El gran año de Coutinho

La suplencia del Coutinho en el partido contra el Valladolid se puede comentar de dos formas. Una corta, en la que basta decir “Pedri” (o incluso “Messi y Pedri”), y otra más larga y compleja. Cuando estos días Coutinho haga un repaso al 2020 deberá aceptar que para él ha sido un gran año. Ganó la Champions con su equipo de entonces, el Bayern de Múnich, y en cuartos de final ayudó con dos goles en el partido más espectacular de la temporada pasada: la debacle del 2-8 que los bávaros le endosaron al FC Barcelona. Tras el subidón, Coutinho tuvo que volver a un club en caída libre.

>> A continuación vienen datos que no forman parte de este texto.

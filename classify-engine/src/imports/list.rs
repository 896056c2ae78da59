//! Built-in `list` import: a fixed list of names

use super::{DatumStream, ImportSource};
use crate::data::{DataConfigs, DataKind, Datum, FileDatum, SimpleDatum};
use classify_common::{Error, Result};
use serde::{Deserialize, Serialize};
use serde_json::Value;
use std::any::Any;
use std::sync::atomic::{AtomicBool, Ordering};
use std::sync::{Arc, Mutex};
use tokio_util::sync::CancellationToken;
use tracing::debug;

/// Parameters of a `list` import
///
/// ```json
/// { "kind": "file", "items": ["/movies/Alien.1979.mkv"], "data": { "file": { "extensions": ["mkv"] } } }
/// ```
#[derive(Debug, Clone, PartialEq, Serialize, Deserialize)]
#[serde(deny_unknown_fields)]
pub struct ListParams {
    /// Data kind produced: `simple` (names) or `file` (paths)
    #[serde(default = "default_kind")]
    pub kind: DataKind,

    pub items: Vec<String>,

    /// Data configuration contributed to linked collections
    #[serde(default, skip_serializing_if = "DataConfigs::is_empty")]
    pub data: DataConfigs,
}

fn default_kind() -> DataKind {
    DataKind::Simple
}

/// Source emitting each listed name once per run
#[derive(Debug)]
pub struct ListSource {
    params: ListParams,
    running: Arc<AtomicBool>,
    cancel: Mutex<CancellationToken>,
}

impl ListSource {
    pub const KIND: &'static str = "list";

    pub fn new(params: ListParams) -> Result<Self> {
        if !matches!(params.kind, DataKind::Simple | DataKind::File) {
            return Err(Error::ValidationFailure(format!(
                "list import cannot produce '{}' data",
                params.kind
            )));
        }
        Ok(Self {
            params,
            running: Arc::new(AtomicBool::new(false)),
            cancel: Mutex::new(CancellationToken::new()),
        })
    }

    /// Build from JSON parameters
    pub fn from_params(params: &Value) -> Result<Self> {
        let params: ListParams = serde_json::from_value(params.clone())
            .map_err(|e| Error::ValidationFailure(format!("invalid list params: {}", e)))?;
        Self::new(params)
    }

    pub fn is_running(&self) -> bool {
        self.running.load(Ordering::SeqCst)
    }

    fn datum(kind: DataKind, entry: &str) -> Datum {
        match kind {
            DataKind::File => Arc::new(FileDatum::from_path(entry)),
            _ => Arc::new(SimpleDatum::new(entry)),
        }
    }
}

impl ImportSource for ListSource {
    fn kind(&self) -> &str {
        Self::KIND
    }

    fn start(&self) -> Result<DatumStream> {
        if self.running.swap(true, Ordering::SeqCst) {
            return Err(Error::InvalidState("already started".to_string()));
        }

        let token = CancellationToken::new();
        *self
            .cancel
            .lock()
            .unwrap_or_else(|poisoned| poisoned.into_inner()) = token.clone();

        let kind = self.params.kind;
        let entries = self.params.items.clone();
        let running = Arc::clone(&self.running);

        Ok(Box::pin(async_stream::stream! {
            for entry in entries {
                if token.is_cancelled() {
                    break;
                }
                yield ListSource::datum(kind, &entry);
            }
            running.store(false, Ordering::SeqCst);
            debug!("List source exhausted");
        }))
    }

    fn stop(&self) -> Result<()> {
        if !self.running.swap(false, Ordering::SeqCst) {
            return Err(Error::InvalidState("already stopped".to_string()));
        }
        self.cancel
            .lock()
            .unwrap_or_else(|poisoned| poisoned.into_inner())
            .cancel();
        Ok(())
    }

    fn eq_source(&self, other: &dyn ImportSource) -> bool {
        other
            .as_any()
            .downcast_ref::<ListSource>()
            .is_some_and(|other| other.params == self.params)
    }

    fn params(&self) -> Value {
        serde_json::to_value(&self.params).unwrap_or(Value::Null)
    }

    fn data_configs(&self) -> DataConfigs {
        self.params.data.clone()
    }

    fn as_any(&self) -> &dyn Any {
        self
    }
}

#[cfg(test)]
mod tests {
    use super::*;
    use futures::StreamExt;
    use serde_json::json;

    #[tokio::test]
    async fn test_emits_every_item_then_stops_running() {
        let source =
            ListSource::from_params(&json!({ "kind": "file", "items": ["/a/x.mkv", "/a/y.avi"] }))
                .unwrap();

        let data: Vec<Datum> = source.start().unwrap().collect().await;
        assert_eq!(data.len(), 2);
        assert_eq!(data[0].kind(), DataKind::File);
        assert_eq!(data[1].name(), "y");
        assert!(!source.is_running());
    }

    #[tokio::test]
    async fn test_double_start_and_double_stop() {
        let source = ListSource::from_params(&json!({ "items": ["a"] })).unwrap();

        let _stream = source.start().unwrap();
        assert!(source.start().err().unwrap().is_invalid_state());

        source.stop().unwrap();
        assert!(source.stop().unwrap_err().is_invalid_state());
    }

    #[tokio::test]
    async fn test_stop_ends_stream() {
        let source = ListSource::from_params(&json!({ "items": ["a", "b", "c"] })).unwrap();
        let mut stream = source.start().unwrap();

        assert_eq!(stream.next().await.unwrap().name(), "a");
        source.stop().unwrap();
        assert!(stream.next().await.is_none());
    }

    #[test]
    fn test_structural_equality() {
        let a = ListSource::from_params(&json!({ "items": ["x", "y"] })).unwrap();
        let b = ListSource::from_params(&json!({ "kind": "simple", "items": ["x", "y"] })).unwrap();
        let c = ListSource::from_params(&json!({ "items": ["y", "x"] })).unwrap();
        let d = ListSource::from_params(&json!({ "kind": "file", "items": ["x", "y"] })).unwrap();

        let e = ListSource::from_params(
            &json!({ "items": ["x", "y"], "data": { "file": { "extensions": ["mkv"] } } }),
        )
        .unwrap();

        assert!(a.eq_source(&b));
        assert!(!a.eq_source(&c));
        assert!(!a.eq_source(&d));
        assert!(!a.eq_source(&e));
    }

    #[test]
    fn test_invalid_params() {
        assert!(ListSource::from_params(&json!({ "kind": "email", "items": [] })).is_err());
        assert!(ListSource::from_params(&json!({ "entries": [] })).is_err());
    }

    #[test]
    fn test_params_round_trip_through_json() {
        let params = json!({ "kind": "file", "items": ["/m/a.mkv"], "data": { "file": { "extensions": ["mkv"] } } });
        let source = ListSource::from_params(&params).unwrap();
        assert_eq!(source.params(), params);
        assert_eq!(source.data_configs().len(), 1);
    }
}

Durante unas semanas su retorno se adornó con ciertos honores —casi de virrey en el exilio—, sobre todo cuando se creía que Messi se marcharía. Luego se vio que no era así, y aunque Koeman le dio confianza y parecía encontrar su lugar en el equipo, su influencia se ha ido desvaneciendo. Quizá todo sea una cuestión de estilo: Coutinho necesita tocar mucho el balón para masticar las jugadas, y en el Barça actual eso le convierte en un futbolista redundante, que frena y entorpece el ritmo. En su primera etapa con Valverde, un día me fijé en el campo semántico que reunía el brasileño en las crónicas: resignado, desesperante, irrelevante, deprimido o triste eran adjetivos habituales.

Es fácil convertir a Coutinho en el chivo expiatorio del Barça depresivo de los últimos años —los 120 millones del traspaso conllevan ese riesgo—, pero también podemos verle como una víctima. En él se personifican los errores de planificación y la deriva histérica en los fichajes de Josep M. Bartomeu, tras la venta de Neymar. Las variables de esa operación desastrosa continúan, y ahora se sabe que, si juega 11 partidos más con el Barça, el club deberá abonar 20 millones al Liverpool, una cifra imposible. Mucho más que Dembélé, pues, incluso que Griezmann, Coutinho encarna el trauma del barcelonismo en estos últimos años. Traspasarle ahora puede ser una obligación económica, pero también una terapia psicológica colectiva.